Taskin H., KOBYA Y., Tokgoz M., Bassari A., YEŞİLKANAT C. M.

MICROCHEMICAL JOURNAL, vol.141, pp.458-465, 2018 (SCI-Expanded) identifier identifier

  • Publication Type: Article / Article
  • Volume: 141
  • Publication Date: 2018
  • Doi Number: 10.1016/j.microc.2018.06.003
  • Journal Indexes: Science Citation Index Expanded (SCI-EXPANDED), Scopus
  • Page Numbers: pp.458-465
  • Istanbul University Affiliated: Yes


The purpose of this study is to determine the amount of various trace elements and the concentration of gross alpha and gross beta radioactivity in human teeth and also find out their possible effects on humans. Fifty-six tooth samples were collected from female and male subjects of four different age groups, all of whom reside in Istanbul (0-18, 19-30, 31-45, 45 +). In addition, the variation of trace elements such as Al, Ba, Ca, Cl, F, Fe, K, Mg, Na, P, S, Si, Sr and Zn for the age groups of both genders was examined by trace element analysis. The mean gross alpha and gross beta concentrations were observed in the range of 31.0-47.8 Bq/kg and 71.2-89.2 Bq/kg respectively for the female subjects and 52.7-82.1 Bq/kg and 114.0-154.4 Bq/kg respectively for the male subjects. The radioactivity level was higher in the tooth samples of the male subjects than those of the female subjects. The results, when compared with similar studies, suggest that the concentrations of both gross alpha and gross beta radioactivity in the female subjects were quite smaller than those in the male subjects.

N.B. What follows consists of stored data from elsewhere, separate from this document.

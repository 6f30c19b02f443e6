use serde::{Deserialize, Serialize};

use crate::domain::product::ProductId;
use crate::errors::DomainError;
use crate::selector::Candidate;

pub const MIN_RESULT_COUNT: usize = 1;
pub const MAX_RESULT_COUNT: usize = 10;
pub const DEFAULT_RESULT_COUNT: usize = 5;

/// The product query as callers may send it: a single free-text string
/// or a list of terms. Matching always operates on the joined text.
#[derive(Clone, Debug, PartialEq, Eq, Serialize, Deserialize)]
#[serde(untagged)]
pub enum ProductQuery {
    Text(String),
    Terms(Vec<String>),
}

impl ProductQuery {
    pub fn joined(&self) -> String {
        match self {
            Self::Text(text) => text.trim().to_string(),
            Self::Terms(terms) => terms
                .iter()
                .map(|term| term.trim())
                .filter(|term| !term.is_empty())
                .collect::<Vec<_>>()
                .join(" "),
        }
    }

    pub fn is_empty(&self) -> bool {
        self.joined().is_empty()
    }
}

impl From<&str> for ProductQuery {
    fn from(value: &str) -> Self {
        Self::Text(value.to_string())
    }
}

/// A validated recommendation request. Construct through [`new`] so an
/// invalid request can never reach the selection pipeline.
///
/// [`new`]: RecommendationRequest::new
#[derive(Clone, Debug, PartialEq, Eq)]
pub struct RecommendationRequest {
    company_name: String,
    product_query: ProductQuery,
    count: usize,
}

impl RecommendationRequest {
    pub fn new(
        company_name: impl Into<String>,
        product_query: impl Into<ProductQuery>,
        count: Option<usize>,
    ) -> Result<Self, DomainError> {
        let company_name = company_name.into().trim().to_string();
        let product_query = product_query.into();
        let count = count.unwrap_or(DEFAULT_RESULT_COUNT);

        if company_name.is_empty() {
            return Err(DomainError::InvalidRequest {
                field: "company_name",
                message: "company_name must not be empty".to_string(),
            });
        }
        if product_query.is_empty() {
            return Err(DomainError::InvalidRequest {
                field: "product_query",
                message: "product_query must not be empty".to_string(),
            });
        }
        if !(MIN_RESULT_COUNT..=MAX_RESULT_COUNT).contains(&count) {
            return Err(DomainError::InvalidRequest {
                field: "count",
                message: format!(
                    "count must be in range {MIN_RESULT_COUNT}..={MAX_RESULT_COUNT}, got {count}"
                ),
            });
        }

        Ok(Self { company_name, product_query, count })
    }

    pub fn company_name(&self) -> &str {
        &self.company_name
    }

    pub fn query_text(&self) -> String {
        self.product_query.joined()
    }

    pub fn count(&self) -> usize {
        self.count
    }

    pub fn echo(&self) -> RequestEcho {
        RequestEcho {
            company_name: self.company_name.clone(),
            product_query: self.product_query.clone(),
        }
    }
}

/// The original request parameters, echoed back in the response.
#[derive(Clone, Debug, PartialEq, Eq, Serialize, Deserialize)]
pub struct RequestEcho {
    pub company_name: String,
    pub product_query: ProductQuery,
}

#[derive(Clone, Copy, Debug, PartialEq, Eq, Serialize, Deserialize)]
#[serde(rename_all = "snake_case")]
pub enum Method {
    Ai,
    Fallback,
}

impl Method {
    pub fn as_str(&self) -> &'static str {
        match self {
            Self::Ai => "ai",
            Self::Fallback => "fallback",
        }
    }
}

/// Display fields for one recommended product.
#[derive(Clone, Debug, PartialEq, Eq, Serialize, Deserialize)]
pub struct RecommendedProduct {
    pub id: ProductId,
    pub company_name: String,
    pub product_line: String,
    pub name: String,
}

impl From<&Candidate> for RecommendedProduct {
    fn from(candidate: &Candidate) -> Self {
        Self {
            id: candidate.product.id.clone(),
            company_name: candidate.product.company_name.clone(),
            product_line: candidate.product.product_line.clone(),
            name: candidate.product.name.clone(),
        }
    }
}

/// Final response payload for one recommendation request.
#[derive(Clone, Debug, PartialEq, Eq, Serialize, Deserialize)]
pub struct RecommendationResult {
    pub request: RequestEcho,
    pub recommendations: Vec<RecommendedProduct>,
    pub total_recommendations: usize,
    pub ai_used: bool,
    pub method: Method,
}

impl RecommendationResult {
    pub fn from_candidates(
        request: &RecommendationRequest,
        candidates: &[Candidate],
        method: Method,
    ) -> Self {
        let recommendations: Vec<RecommendedProduct> =
            candidates.iter().take(request.count()).map(RecommendedProduct::from).collect();
        let total_recommendations = recommendations.len();
        Self {
            request: request.echo(),
            recommendations,
            total_recommendations,
            ai_used: method == Method::Ai,
            method,
        }
    }

    pub fn empty(request: &RecommendationRequest) -> Self {
        Self {
            request: request.echo(),
            recommendations: Vec::new(),
            total_recommendations: 0,
            ai_used: false,
            method: Method::Fallback,
        }
    }
}

#[cfg(test)]
mod tests {
    use super::*;

    #[test]
    fn request_defaults_count_to_five() {
        let request = RecommendationRequest::new("Fowler", "Cleaner", None)
            .expect("request should be valid");
        assert_eq!(request.count(), 5);
        assert_eq!(request.company_name(), "Fowler");
        assert_eq!(request.query_text(), "Cleaner");
    }

    #[test]
    fn request_rejects_empty_company_name() {
        let error = RecommendationRequest::new("   ", "Cleaner", None)
            .expect_err("blank company should be rejected");
        assert!(matches!(error, DomainError::InvalidRequest { field: "company_name", .. }));
    }

    #[test]
    fn request_rejects_empty_query_terms() {
        let error = RecommendationRequest::new(
            "Fowler",
            ProductQuery::Terms(vec![" ".to_string(), String::new()]),
            None,
        )
        .expect_err("blank terms should be rejected");
        assert!(matches!(error, DomainError::InvalidRequest { field: "product_query", .. }));
    }

    #[test]
    fn request_rejects_count_outside_bounds() {
        for count in [0, 11, 100] {
            let error = RecommendationRequest::new("Fowler", "Cleaner", Some(count))
                .expect_err("out-of-range count should be rejected");
            assert!(matches!(error, DomainError::InvalidRequest { field: "count", .. }));
        }
        assert!(RecommendationRequest::new("Fowler", "Cleaner", Some(1)).is_ok());
        assert!(RecommendationRequest::new("Fowler", "Cleaner", Some(10)).is_ok());
    }

    #[test]
    fn query_terms_join_with_spaces() {
        let query = ProductQuery::Terms(vec!["Heat".to_string(), "Pump".to_string()]);
        assert_eq!(query.joined(), "Heat Pump");
    }

    #[test]
    fn product_query_deserializes_from_string_or_list() {
        let from_text: ProductQuery =
            serde_json::from_str("\"Pump\"").expect("string form should deserialize");
        assert_eq!(from_text, ProductQuery::Text("Pump".to_string()));

        let from_list: ProductQuery =
            serde_json::from_str("[\"Pump\", \"Spares\"]").expect("list form should deserialize");
        assert_eq!(from_list.joined(), "Pump Spares");
    }
}
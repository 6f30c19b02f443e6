use std::sync::Arc;
use std::time::Duration;

use thiserror::Error;
use tracing::{info, warn};

use salesrec_core::config::{AppConfig, ConfigError, LoadOptions};
use salesrec_core::CandidateSelector;
use salesrec_db::{connect_with_settings, migrations, CatalogStore, DbPool};
use salesrec_engine::{AiRanker, ChatCompletionsClient, RecommendationEngine};

pub struct Application {
    pub config: AppConfig,
    pub db_pool: DbPool,
    pub catalog: Arc<CatalogStore>,
    pub engine: Arc<RecommendationEngine>,
}

#[derive(Debug, Error)]
pub enum BootstrapError {
    #[error(transparent)]
    Config(#[from] ConfigError),
    #[error("database connection failed: {0}")]
    DatabaseConnect(#[source] sqlx::Error),
    #[error("database migration failed: {0}")]
    Migration(#[source] sqlx::migrate::MigrateError),
    #[error("llm client initialization failed: {0}")]
    LlmClient(String),
}

pub async fn bootstrap(options: LoadOptions) -> Result<Application, BootstrapError> {
    let config = AppConfig::load(options)?;
    bootstrap_with_config(config).await
}

pub async fn bootstrap_with_config(config: AppConfig) -> Result<Application, BootstrapError> {
    info!(
        event_name = "system.bootstrap.start",
        correlation_id = "bootstrap",
        "starting application bootstrap"
    );

    let db_pool = connect_with_settings(
        &config.database.url,
        config.database.max_connections,
        config.database.timeout_secs,
    )
    .await
    .map_err(BootstrapError::DatabaseConnect)?;
    info!(
        event_name = "system.bootstrap.database_connected",
        correlation_id = "bootstrap",
        "database connection established"
    );

    migrations::run_pending(&db_pool).await.map_err(BootstrapError::Migration)?;
    info!(
        event_name = "system.bootstrap.migrations_applied",
        correlation_id = "bootstrap",
        "database migrations applied"
    );

    let engine = build_engine(&config)?;
    let catalog = Arc::new(CatalogStore::new(db_pool.clone()));

    Ok(Application { config, db_pool, catalog, engine: Arc::new(engine) })
}

/// Build the recommendation engine from config. A missing API key is not an
/// error: the engine runs with deterministic ordering only.
pub fn build_engine(config: &AppConfig) -> Result<RecommendationEngine, BootstrapError> {
    let selector = CandidateSelector::new(config.recommendation.max_candidates);

    if !config.ai_enabled() {
        warn!(
            event_name = "system.bootstrap.ai_disabled",
            correlation_id = "bootstrap",
            provider = %config.llm.provider.as_str(),
            "no llm api key configured, serving fallback recommendations only"
        );
        return Ok(RecommendationEngine::fallback_only(selector));
    }

    let client = ChatCompletionsClient::from_config(&config.llm)
        .map_err(|error| BootstrapError::LlmClient(error.to_string()))?;
    let ranker = AiRanker::new(Arc::new(client), Duration::from_secs(config.llm.timeout_secs));
    info!(
        event_name = "system.bootstrap.ai_enabled",
        correlation_id = "bootstrap",
        provider = %config.llm.provider.as_str(),
        model = %config.llm.model,
        "llm ranking enabled"
    );
    Ok(RecommendationEngine::new(selector, Some(ranker)))
}
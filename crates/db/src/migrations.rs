use sqlx::migrate::{MigrateError, Migrator};

use crate::DbPool;

pub static MIGRATOR: Migrator = sqlx::migrate!("../../migrations");

pub async fn run_pending(pool: &DbPool) -> Result<(), MigrateError> {
    MIGRATOR.run(pool).await
}
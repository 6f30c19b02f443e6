mod api;
mod bootstrap;
mod health;

use std::future::IntoFuture;

use anyhow::Result;

use salesrec_core::config::{AppConfig, LoadOptions};

fn init_logging(config: &AppConfig) {
    use salesrec_core::config::LogFormat::*;
    use tracing::Level;

    let log_level = config.logging.level.parse::<Level>().unwrap_or(Level::INFO);

    match config.logging.format {
        Compact => {
            tracing_subscriber::fmt().with_target(false).with_max_level(log_level).compact().init();
        }
        Pretty => {
            tracing_subscriber::fmt().with_target(false).with_max_level(log_level).pretty().init();
        }
        Json => {
            tracing_subscriber::fmt().with_target(false).with_max_level(log_level).json().init();
        }
    }
}

#[tokio::main]
async fn main() -> Result<()> {
    run().await
}

pub async fn run() -> Result<()> {
    // Load config and initialize logging before any other operations
    let config = AppConfig::load(LoadOptions::default())?;
    init_logging(&config);

    // Bootstrap using the same config we already loaded
    let app = bootstrap::bootstrap_with_config(config).await?;

    let state = api::AppState { catalog: app.catalog.clone(), engine: app.engine.clone() };
    let router = api::router(state).merge(health::router(app.db_pool.clone()));

    let address = format!("{}:{}", app.config.server.bind_address, app.config.server.port);
    let listener = tokio::net::TcpListener::bind(&address).await?;

    tracing::info!(
        event_name = "system.server.started",
        correlation_id = "bootstrap",
        bind_address = %address,
        ai_enabled = app.engine.ai_available(),
        "salesrec-server started"
    );

    let shutdown = std::sync::Arc::new(tokio::sync::Notify::new());
    let server = axum::serve(listener, router).with_graceful_shutdown({
        let shutdown = shutdown.clone();
        async move { shutdown.notified().await }
    });
    let server_handle = tokio::spawn(server.into_future());

    tokio::signal::ctrl_c().await?;
    tracing::info!(
        event_name = "system.server.stopping",
        correlation_id = "shutdown",
        "salesrec-server stopping"
    );
    shutdown.notify_one();

    let drain = std::time::Duration::from_secs(app.config.server.graceful_shutdown_secs);
    if tokio::time::timeout(drain, server_handle).await.is_err() {
        tracing::warn!(
            event_name = "system.server.drain_timeout",
            correlation_id = "shutdown",
            drain_secs = app.config.server.graceful_shutdown_secs,
            "in-flight requests did not drain in time"
        );
    }

    Ok(())
}
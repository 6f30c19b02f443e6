//! Prompt contract for AI ranking. The model is told what the caller
//! wants and which candidates exist, and is instructed to answer with
//! candidate IDs only, one per line, most relevant first. The parser in
//! [`crate::ranker`] is the other half of this contract.

use std::fmt::Write;

use salesrec_core::selector::Candidate;

pub fn build_ranking_prompt(
    company_name: &str,
    query: &str,
    count: usize,
    candidates: &[Candidate],
) -> String {
    let mut catalog_lines = String::new();
    for candidate in candidates {
        let _ = writeln!(
            catalog_lines,
            "ID: {}, Company: {}, Product: {}",
            candidate.product.id.0, candidate.product.company_name, candidate.product.product_line
        );
    }

    format!(
        "You are ranking products for a customer request.\n\
         \n\
         Customer Request:\n\
         - Company Name: {company_name}\n\
         - Looking for product: {query}\n\
         - Number of recommendations needed: {count}\n\
         \n\
         Available Products:\n\
         {catalog_lines}\
         \n\
         Recommendation Rules:\n\
         1. PRIORITIZE products from {company_name} when available.\n\
         2. Otherwise recommend the closest matches from other companies.\n\
         3. Only use IDs from the list above.\n\
         4. Return up to {count} product IDs in order of preference, most relevant first.\n\
         \n\
         Respond with ONLY the product IDs, one per line, no additional text:"
    )
}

Furthermore, it was observed that the concentrations of trace elements were generally the highest in the age groups of 31-45 and 45 +, which are around the time when the body functions in humans start slowing down. The findings of study would be useful for creating a biomonitoring database, which has not yet been done in this area of study.